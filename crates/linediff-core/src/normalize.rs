//! Input preparation: whitespace normalization and line splitting.
//!
//! Line boundaries follow `str::lines`: a line ends at `\n`, an `\r`
//! directly before that `\n` is dropped, a final trailing newline does not
//! produce an extra empty line, and the empty string has no lines.
//! A lone `\r` is part of the line content.

use std::borrow::Cow;

/// U+00A0 NO-BREAK SPACE.
pub const NBSP: char = '\u{00A0}';

/// Replace every non-breaking space with a plain space.
///
/// Borrows the input unchanged when it contains no NBSP.
pub fn normalize_nbsp(text: &str) -> Cow<'_, str> {
    if text.contains(NBSP) {
        Cow::Owned(text.replace(NBSP, " "))
    } else {
        Cow::Borrowed(text)
    }
}

/// Split text into owned lines.
pub fn split_lines(text: &str) -> Vec<String> {
    text.lines().map(str::to_owned).collect()
}

/// Normalize then split: the line sequence the engine diffs.
pub fn prepare(text: &str) -> Vec<String> {
    split_lines(&normalize_nbsp(text))
}

#[cfg(test)]
mod tests {
    use super::*;

    #[test]
    fn nbsp_replaced_with_space() {
        assert_eq!(normalize_nbsp("a\u{00A0}b\u{00A0}"), "a b ");
    }

    #[test]
    fn nbsp_free_text_is_borrowed() {
        assert!(matches!(normalize_nbsp("plain text"), Cow::Borrowed(_)));
    }

    #[test]
    fn nbsp_keeps_char_count() {
        let text = "x\u{00A0}\u{00A0}y\nz";
        assert_eq!(
            normalize_nbsp(text).chars().count(),
            text.chars().count()
        );
    }

    #[test]
    fn empty_text_has_no_lines() {
        assert!(split_lines("").is_empty());
    }

    #[test]
    fn trailing_newline_adds_no_line() {
        assert_eq!(split_lines("a\nb\n"), vec!["a", "b"]);
        assert_eq!(split_lines("a\nb"), vec!["a", "b"]);
    }

    #[test]
    fn blank_lines_are_kept() {
        assert_eq!(split_lines("a\n\n"), vec!["a", ""]);
        assert_eq!(split_lines("\n"), vec![""]);
        assert_eq!(split_lines("\n\nb"), vec!["", "", "b"]);
    }

    #[test]
    fn crlf_is_a_single_boundary() {
        assert_eq!(split_lines("a\r\nb\r\n"), vec!["a", "b"]);
    }

    #[test]
    fn lone_carriage_return_is_content() {
        assert_eq!(split_lines("a\rb\nc"), vec!["a\rb", "c"]);
    }

    #[test]
    fn prepare_normalizes_before_splitting() {
        assert_eq!(prepare("one\u{00A0}two\nthree"), vec!["one two", "three"]);
    }
}
//! Longest-common-block sequence matching.
//!
//! Finds the longest run of equal elements shared by both sequences, then
//! recurses into the regions left and right of it. Every element is
//! significant: there is no junk filter and no popularity cutoff.
//!
//! Ties between equally long blocks go to the block that starts earliest
//! in A, and among those to the one that starts earliest in B. Changing
//! this rule changes the opcodes for inputs with repeated lines.

use std::collections::HashMap;
use std::hash::Hash;

use crate::opcode::{Opcode, Tag};

/// A common block: `a[a..a + size] == b[b..b + size]`.
#[derive(Clone, Copy, Debug, PartialEq, Eq)]
pub struct Match {
    pub a: usize,
    pub b: usize,
    pub size: usize,
}

impl Match {
    pub fn new(a: usize, b: usize, size: usize) -> Self {
        Self { a, b, size }
    }
}

/// Matches two sequences of comparable elements.
pub struct SequenceMatcher<'a, T> {
    a: &'a [T],
    b: &'a [T],
    /// Positions in `b` of each distinct element, ascending.
    b2j: HashMap<&'a T, Vec<usize>>,
}

impl<'a, T: Eq + Hash> SequenceMatcher<'a, T> {
    pub fn new(a: &'a [T], b: &'a [T]) -> Self {
        let mut b2j: HashMap<&'a T, Vec<usize>> = HashMap::new();
        for (j, elt) in b.iter().enumerate() {
            b2j.entry(elt).or_default().push(j);
        }
        Self { a, b, b2j }
    }

    /// Longest block within `a[alo..ahi]` and `b[blo..bhi]`.
    ///
    /// Returns a zero-size match at `(alo, blo)` when the windows share
    /// no element.
    pub fn find_longest_match(&self, alo: usize, ahi: usize, blo: usize, bhi: usize) -> Match {
        let mut best = Match::new(alo, blo, 0);
        // j2len[j]: length of the block ending at a[i - 1], b[j].
        let mut j2len: HashMap<usize, usize> = HashMap::new();

        for i in alo..ahi {
            let mut next_j2len = HashMap::new();
            if let Some(positions) = self.b2j.get(&self.a[i]) {
                for &j in positions {
                    if j < blo {
                        continue;
                    }
                    if j >= bhi {
                        break;
                    }
                    let k = j
                        .checked_sub(1)
                        .and_then(|prev| j2len.get(&prev))
                        .copied()
                        .unwrap_or(0)
                        + 1;
                    next_j2len.insert(j, k);
                    if k > best.size {
                        best = Match::new(i + 1 - k, j + 1 - k, k);
                    }
                }
            }
            j2len = next_j2len;
        }

        best
    }

    /// All common blocks in ascending order, adjacent blocks merged,
    /// terminated by the sentinel `(len(a), len(b), 0)`.
    pub fn matching_blocks(&self) -> Vec<Match> {
        let (la, lb) = (self.a.len(), self.b.len());
        let mut queue = vec![(0, la, 0, lb)];
        let mut blocks = Vec::new();

        while let Some((alo, ahi, blo, bhi)) = queue.pop() {
            let m = self.find_longest_match(alo, ahi, blo, bhi);
            if m.size == 0 {
                continue;
            }
            blocks.push(m);
            if alo < m.a && blo < m.b {
                queue.push((alo, m.a, blo, m.b));
            }
            if m.a + m.size < ahi && m.b + m.size < bhi {
                queue.push((m.a + m.size, ahi, m.b + m.size, bhi));
            }
        }
        blocks.sort_by_key(|m| (m.a, m.b));

        let mut merged: Vec<Match> = Vec::with_capacity(blocks.len() + 1);
        for m in blocks {
            if let Some(last) = merged.last_mut() {
                if last.a + last.size == m.a && last.b + last.size == m.b {
                    last.size += m.size;
                    continue;
                }
            }
            merged.push(m);
        }
        merged.push(Match::new(la, lb, 0));
        merged
    }

    /// Opcodes turning `a` into `b`, covering both sequences end to end.
    pub fn opcodes(&self) -> Vec<Opcode> {
        opcodes_from_blocks(&self.matching_blocks())
    }

    /// Similarity in `[0, 1]`: twice the matched elements over the total.
    /// Two empty sequences are fully similar.
    pub fn ratio(&self) -> f64 {
        ratio_from_blocks(&self.matching_blocks(), self.a.len() + self.b.len())
    }
}

/// Opcodes for sentinel-terminated matching blocks.
pub(crate) fn opcodes_from_blocks(blocks: &[Match]) -> Vec<Opcode> {
    let (mut i, mut j) = (0, 0);
    let mut ops = Vec::new();

    for m in blocks {
        let gap = match (i < m.a, j < m.b) {
            (true, true) => Some(Tag::Replace),
            (true, false) => Some(Tag::Delete),
            (false, true) => Some(Tag::Insert),
            (false, false) => None,
        };
        if let Some(tag) = gap {
            ops.push(Opcode::new(tag, i, m.a, j, m.b));
        }
        i = m.a + m.size;
        j = m.b + m.size;
        if m.size > 0 {
            ops.push(Opcode::new(Tag::Equal, m.a, i, m.b, j));
        }
    }

    ops
}

pub(crate) fn ratio_from_blocks(blocks: &[Match], total: usize) -> f64 {
    if total == 0 {
        return 1.0;
    }
    let matched: usize = blocks.iter().map(|m| m.size).sum();
    2.0 * matched as f64 / total as f64
}
use tokio::net::TcpListener;

use crate::config::ServerConfig;
use crate::error::ServerResult;
use crate::router::build_router;

/// Line diff HTTP server.
pub struct DiffServer {
    config: ServerConfig,
}

impl DiffServer {
    pub fn new(config: ServerConfig) -> Self {
        Self { config }
    }

    pub fn config(&self) -> &ServerConfig {
        &self.config
    }

    /// Build the router (useful for testing).
    pub fn router(&self) -> axum::Router {
        build_router(&self.config)
    }

    /// Serve requests until Ctrl-C.
    pub async fn serve(self) -> ServerResult<()> {
        let app = self.router();
        let listener = TcpListener::bind(self.config.bind_addr).await?;
        tracing::info!("linediff server listening on {}", listener.local_addr()?);
        axum::serve(listener, app)
            .with_graceful_shutdown(shutdown_signal())
            .await?;
        tracing::info!("linediff server stopped");
        Ok(())
    }
}

async fn shutdown_signal() {
    if let Err(e) = tokio::signal::ctrl_c().await {
        tracing::warn!("failed to listen for shutdown signal: {}", e);
        std::future::pending::<()>().await;
    }
    tracing::info!("shutdown signal received");
}

#[cfg(test)]
mod tests {
    use super::*;

    #[test]
    fn server_construction() {
        let server = DiffServer::new(ServerConfig::default());
        assert_eq!(server.config().bind_addr, "127.0.0.1:54787".parse().unwrap());
    }

    #[test]
    fn router_builds_with_and_without_cors() {
        let _router = DiffServer::new(ServerConfig::default()).router();
        let config = ServerConfig {
            cors: false,
            ..ServerConfig::default()
        };
        let _router = DiffServer::new(config).router();
    }
}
----------------
WHAT THE TASK ASKS: Write out exactly the lines above from the line with "impl<'a, T: Eq" through the line with "let mut best", both of them included, and leave out all other lines.

SOLUTION TO THIS EXERCISE:
impl<'a, T: Eq + Hash> SequenceMatcher<'a, T> {
    pub fn new(a: &'a [T], b: &'a [T]) -> Self {
        let mut b2j: HashMap<&'a T, Vec<usize>> = HashMap::new();
        for (j, elt) in b.iter().enumerate() {
            b2j.entry(elt).or_default().push(j);
        }
        Self { a, b, b2j }
    }

    /// Longest block within `a[alo..ahi]` and `b[blo..bhi]`.
    ///
    /// Returns a zero-size match at `(alo, blo)` when the windows share
    /// no element.
    pub fn find_longest_match(&self, alo: usize, ahi: usize, blo: usize, bhi: usize) -> Match {
        let mut best = Match::new(alo, blo, 0);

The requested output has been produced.